The flip side of your view is that there are absolutely cases that are real,
which don't even make it to the press at all. I was an expert witness for a
terrorism case in the UK - the guy was convicted - and nothing about it ever
surfaced in the media.

The reality is that there are a stream of people in the UK who try to carry
out terrorist attacks, and who are stopped by the police. Attempting to argue
against a bad policy by claiming terrorists are establishment propaganda is
likely to be a bad strategy as a result.

A much better approach is to ask how many of these terrorists are really using
sophisticated cryptography, and how many successful attacks would have been
stopped if not for encryption? And there we find the answer is "not many" and
"essentially none".

There is a great article on that very topic, written by a British journalist
who also has acted as an expert witness in _many_ terrorism trials:

[http://privacy-pc.com/articles/how-terrorists-encrypt-
threat...](http://privacy-pc.com/articles/how-terrorists-encrypt-threatscape-
overview.html)

It looks at many cases of busted terrorist attacks over many years, and
examines the involvement of cryptography. The conclusion is that the
intersection of terrorists and sophisticated users of encryption is the empty
set. The closest you get is a groupie who worked on things like propaganda and
funding, but who wasn't involved in any attacks themselves.

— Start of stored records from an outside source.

//! Subcommands.

use std::path::PathBuf;
use std::process::ExitCode;
use std::sync::Arc;

use clap::{Args, Subcommand, ValueEnum};
use tokio::sync::broadcast::error::RecvError;

use bulkload_core::job::{FieldMappings, SourceFormat};
use bulkload_core::preview::{format_bytes, PreviewReport};
use bulkload_core::store::{JobEvent, JobPhase, JobState};
use bulkload_events::{EventBus, LogNotifier, Notifier};
use bulkload_pipeline::{Orchestrator, PipelineError};
use bulkload_remote::api::{IngestApi, IngestBackend};
use bulkload_remote::transport::SseTransport;

use crate::config::ClientConfig;

/// Exit code for an import that finished with some failed records.
const EXIT_PARTIAL: u8 = 2;

#[derive(Debug, Subcommand)]
pub enum Command {
    /// List the collections a file can be imported into.
    Collections,
    /// Analyze a file locally without uploading it.
    Preview(PreviewArgs),
    /// Upload a file and follow ingestion progress. Ctrl-C cancels.
    Import(ImportArgs),
}

#[derive(Debug, Clone, Copy, ValueEnum)]
pub enum FormatArg {
    Csv,
    Json,
}

impl From<FormatArg> for SourceFormat {
    fn from(arg: FormatArg) -> Self {
        match arg {
            FormatArg::Csv => SourceFormat::Csv,
            FormatArg::Json => SourceFormat::Json,
        }
    }
}

#[derive(Debug, Args)]
pub struct ParsingArgs {
    /// File to read.
    pub file: PathBuf,
    /// File format; guessed from the extension when omitted.
    #[arg(long, value_enum)]
    pub format: Option<FormatArg>,
    /// CSV field delimiter.
    #[arg(long)]
    pub delimiter: Option<char>,
    /// Text encoding label, e.g. utf-8 or windows-1252.
    #[arg(long)]
    pub encoding: Option<String>,
    /// The first CSV row is data, not a header.
    #[arg(long)]
    pub no_header: bool,
    /// Keep CSV rows whose fields are all empty.
    #[arg(long)]
    pub keep_empty_rows: bool,
    /// Dotted path to the item array in a JSON document.
    #[arg(long)]
    pub root_path: Option<String>,
    /// Depth to which nested JSON objects are flattened.
    #[arg(long)]
    pub depth: Option<u8>,
}

#[derive(Debug, Args)]
pub struct PreviewArgs {
    #[command(flatten)]
    pub parsing: ParsingArgs,
}

#[derive(Debug, Args)]
pub struct ImportArgs {
    #[command(flatten)]
    pub parsing: ParsingArgs,
    /// Target collection name.
    #[arg(long, short)]
    pub collection: String,
    /// Records per insert batch; advised from the file size when omitted.
    #[arg(long)]
    pub batch_size: Option<u32>,
    /// Map a source field to a target field (repeatable).
    #[arg(long = "mapping", value_name = "SOURCE=TARGET", value_parser = parse_mapping)]
    pub mappings: Vec<(String, String)>,
    /// Upload even when the file is above the size warning threshold.
    #[arg(long, short)]
    pub yes: bool,
    /// Reconnect to the progress stream this many times after it gives up.
    #[arg(long, default_value_t = 0)]
    pub progress_retries: u32,
}

fn parse_mapping(raw: &str) -> Result<(String, String), String> {
    let (source, target) = raw
        .split_once('=')
        .ok_or_else(|| format!("expected SOURCE=TARGET, got '{raw}'"))?;
    let (source, target) = (source.trim(), target.trim());
    if source.is_empty() || target.is_empty() {
        return Err(format!("both sides of '{raw}' must be non-empty"));
    }
    Ok((source.to_string(), target.to_string()))
}

pub async fn run(command: Command, config: &ClientConfig) -> anyhow::Result<ExitCode> {
    match command {
        Command::Collections => collections(config).await,
        Command::Preview(args) => preview(config, args).await,
        Command::Import(args) => import(config, args).await,
    }
}

fn orchestrator(config: &ClientConfig, notifier: Arc<dyn Notifier>) -> anyhow::Result<Orchestrator> {
    let client = config.http_client()?;
    let backend = Arc::new(IngestApi::with_client(client.clone(), config.api_url.clone()));
    let transport = Arc::new(SseTransport::new(client, config.api_url.clone()));
    Ok(Orchestrator::new(
        backend,
        transport,
        notifier,
        config.orchestrator(),
    ))
}

// ---------------------------------------------------------------------------
// collections
// ---------------------------------------------------------------------------

async fn collections(config: &ClientConfig) -> anyhow::Result<ExitCode> {
    let api = IngestApi::with_client(config.http_client()?, config.api_url.clone());
    let collections = api.list_collections().await?;

    if collections.is_empty() {
        println!("No collections available.");
    }
    for collection in &collections {
        let fields: Vec<&str> = collection.fields.iter().map(|f| f.name.as_str()).collect();
        println!(
            "{:<24} {:<24} {}",
            collection.collection_name,
            collection.label(),
            fields.join(", ")
        );
    }
    Ok(ExitCode::SUCCESS)
}

// ---------------------------------------------------------------------------
// preview
// ---------------------------------------------------------------------------

async fn preview(config: &ClientConfig, args: PreviewArgs) -> anyhow::Result<ExitCode> {
    let mut orch = orchestrator(config, Arc::new(LogNotifier))?;
    orch.select_file(&args.parsing.file, args.parsing.format.map(Into::into))
        .await?;
    apply_parsing(&mut orch, &args.parsing)?;

    let report = orch.preview().await?;
    print_report(&report);
    Ok(ExitCode::SUCCESS)
}

fn apply_parsing(orch: &mut Orchestrator, args: &ParsingArgs) -> Result<(), PipelineError> {
    let Some(job) = orch.state().job.as_ref() else {
        return Ok(());
    };
    let mut parsing = job.parsing.clone();
    if let Some(delimiter) = args.delimiter {
        parsing.delimiter = delimiter;
    }
    if let Some(encoding) = &args.encoding {
        parsing.encoding = encoding.clone();
    }
    if args.no_header {
        parsing.has_header = false;
    }
    if args.keep_empty_rows {
        parsing.skip_empty_rows = false;
    }
    if let Some(root_path) = &args.root_path {
        parsing.root_path = root_path.clone();
    }
    if let Some(depth) = args.depth {
        parsing.sample_depth = depth;
    }
    orch.set_parsing(parsing)
}

fn print_report(report: &PreviewReport) {
    let estimate = if report.sampling.is_sampled { "~" } else { "" };
    println!(
        "{estimate}{} records, {} read of {}",
        report.total_records,
        format_bytes(report.bytes_read),
        format_bytes(report.file_size),
    );
    if let Some(note) = &report.sampling.note {
        println!("{note}");
    }
    if let Some(warning) = &report.warning {
        println!("warning: {warning}");
    }

    if let Some(raw) = &report.raw_preview {
        println!("--- raw preview ---\n{raw}");
        return;
    }

    println!();
    println!(
        "{:<28} {:<9} {:>9} {:>7} {:>9}",
        "FIELD", "TYPE", "EMPTY", "UNIQUE", "LENGTH"
    );
    for column in &report.columns {
        println!(
            "{:<28} {:<9} {:>9} {:>7} {:>9}",
            column.name,
            column.inferred_type,
            column.empty_count,
            column.unique_count_capped,
            format!("{}-{}", column.min_len, column.max_len),
        );
    }

    if !report.sample_rows.is_empty() {
        println!();
        for row in report.sample_rows.iter().take(5) {
            println!("  {}", row.join(" | "));
        }
    }
}

// ---------------------------------------------------------------------------
// import
// ---------------------------------------------------------------------------

async fn import(config: &ClientConfig, args: ImportArgs) -> anyhow::Result<ExitCode> {
    let bus = Arc::new(EventBus::default());
    let mut notices = bus.subscribe();
    let printer = tokio::spawn(async move {
        loop {
            match notices.recv().await {
                Ok(notice) => eprintln!("[{}] {}", notice.severity, notice.message),
                Err(RecvError::Lagged(skipped)) => {
                    tracing::debug!(skipped, "Notice printer lagged");
                }
                Err(RecvError::Closed) => break,
            }
        }
    });

    let mut orch = orchestrator(config, bus.clone())?;
    drop(bus);

    if let Err(e) = orch.refresh_collections().await {
        tracing::warn!(error = %e, "Continuing without the collection list");
    }
    orch.select_file(&args.parsing.file, args.parsing.format.map(Into::into))
        .await?;
    apply_parsing(&mut orch, &args.parsing)?;
    if let Some(batch_size) = args.batch_size {
        orch.set_batch_size(batch_size)?;
    }
    orch.select_target(args.collection.clone())?;
    if !args.mappings.is_empty() {
        let mappings: FieldMappings = args.mappings.iter().cloned().collect();
        orch.set_mappings(mappings)?;
    }

    match orch.preview().await {
        Ok(report) => {
            let estimate = if report.sampling.is_sampled { "~" } else { "" };
            println!(
                "{estimate}{} records in {}, {} fields",
                report.total_records,
                format_bytes(report.file_size),
                report.columns.len()
            );
        }
        Err(e) => tracing::warn!(error = %e, "Submitting without a preview"),
    }

    match orch.submit(args.yes).await {
        Ok(job_id) => tracing::info!(%job_id, "Import submitted"),
        Err(PipelineError::OversizeConfirmationRequired { size, limit }) => {
            eprintln!(
                "{} is larger than {}; re-run with --yes to upload it anyway",
                format_bytes(size),
                format_bytes(limit)
            );
            return Ok(ExitCode::FAILURE);
        }
        Err(e) => return Err(e.into()),
    }

    let mut retries_left = args.progress_retries;
    loop {
        follow(&mut orch).await?;
        if orch.state().can_retry_progress() && retries_left > 0 {
            retries_left -= 1;
            orch.retry_progress()?;
            continue;
        }
        break;
    }

    let code = print_outcome(orch.state());
    drop(orch);
    let _ = printer.await;
    Ok(code)
}

enum Step {
    Interrupted(std::io::Result<()>),
    Event(Option<JobEvent>),
}

/// Apply events until the import ends or the operator presses Ctrl-C.
async fn follow(orch: &mut Orchestrator) -> anyhow::Result<()> {
    let ctrl_c = tokio::signal::ctrl_c();
    tokio::pin!(ctrl_c);

    loop {
        let step = tokio::select! {
            result = &mut ctrl_c => Step::Interrupted(result),
            event = orch.next_event() => Step::Event(event),
        };

        match step {
            Step::Interrupted(result) => {
                result?;
                eprintln!("Cancelling import...");
                orch.cancel().await?;
                return Ok(());
            }
            Step::Event(None) => return Ok(()),
            Step::Event(Some(event)) => render(&event, orch.state()),
        }
    }
}

fn render(event: &JobEvent, state: &JobState) {
    match event {
        JobEvent::TransferProgress(percent) => println!("upload {percent:>3}%"),
        JobEvent::ServerAccepted => println!("upload accepted, waiting for ingestion"),
        JobEvent::ProgressReceived { .. } => {
            let counts = state.channel.last_known;
            match counts.percent() {
                Some(percent) => println!(
                    "processed {}/{} ({percent}%)",
                    counts.processed, counts.total
                ),
                None => println!("processed {}", counts.processed),
            }
        }
        _ => {}
    }
}

fn print_outcome(state: &JobState) -> ExitCode {
    match state.phase {
        JobPhase::Succeeded | JobPhase::PartiallyFailed => {
            let Some(outcome) = &state.outcome else {
                return ExitCode::FAILURE;
            };
            println!(
                "inserted {}, failed {}, total {} in {} ms",
                outcome.success_count,
                outcome.failed_count,
                outcome.total_count,
                outcome.processing_time_ms
            );
            for sample in &outcome.failed_samples {
                match sample.index {
                    Some(index) => println!("  record {index}: {}", sample.error),
                    None => println!("  {}", sample.error),
                }
            }
            if outcome.has_failures() {
                ExitCode::from(EXIT_PARTIAL)
            } else {
                ExitCode::SUCCESS
            }
        }
        _ => {
            if let Some(message) = &state.message {
                eprintln!("{}: {message}", state.phase);
            }
            ExitCode::FAILURE
        }
    }
}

Now that article was written quite a few years ago and I suspect the new
attitude of companies like Facebook towards encryption has changed the game
somewhat, WhatsApp end to end encryption (assuming it's really on for
everyone) makes it much easier to protect conversations than before so, it
would stand to reason that cryptography does foil terrorism investigations
more often than it used to. However, we don't _know_ that, and the IC was
yelling about the danger of cryptography for decades already - certainly in
the time frame that Duncan Campbell's analysis was written in.

In conclusion, I'd focus more on whether real terrorist plots are happening
successfully because GCHQ couldn't hack things fast enough, than on whether
terrorists exist at all.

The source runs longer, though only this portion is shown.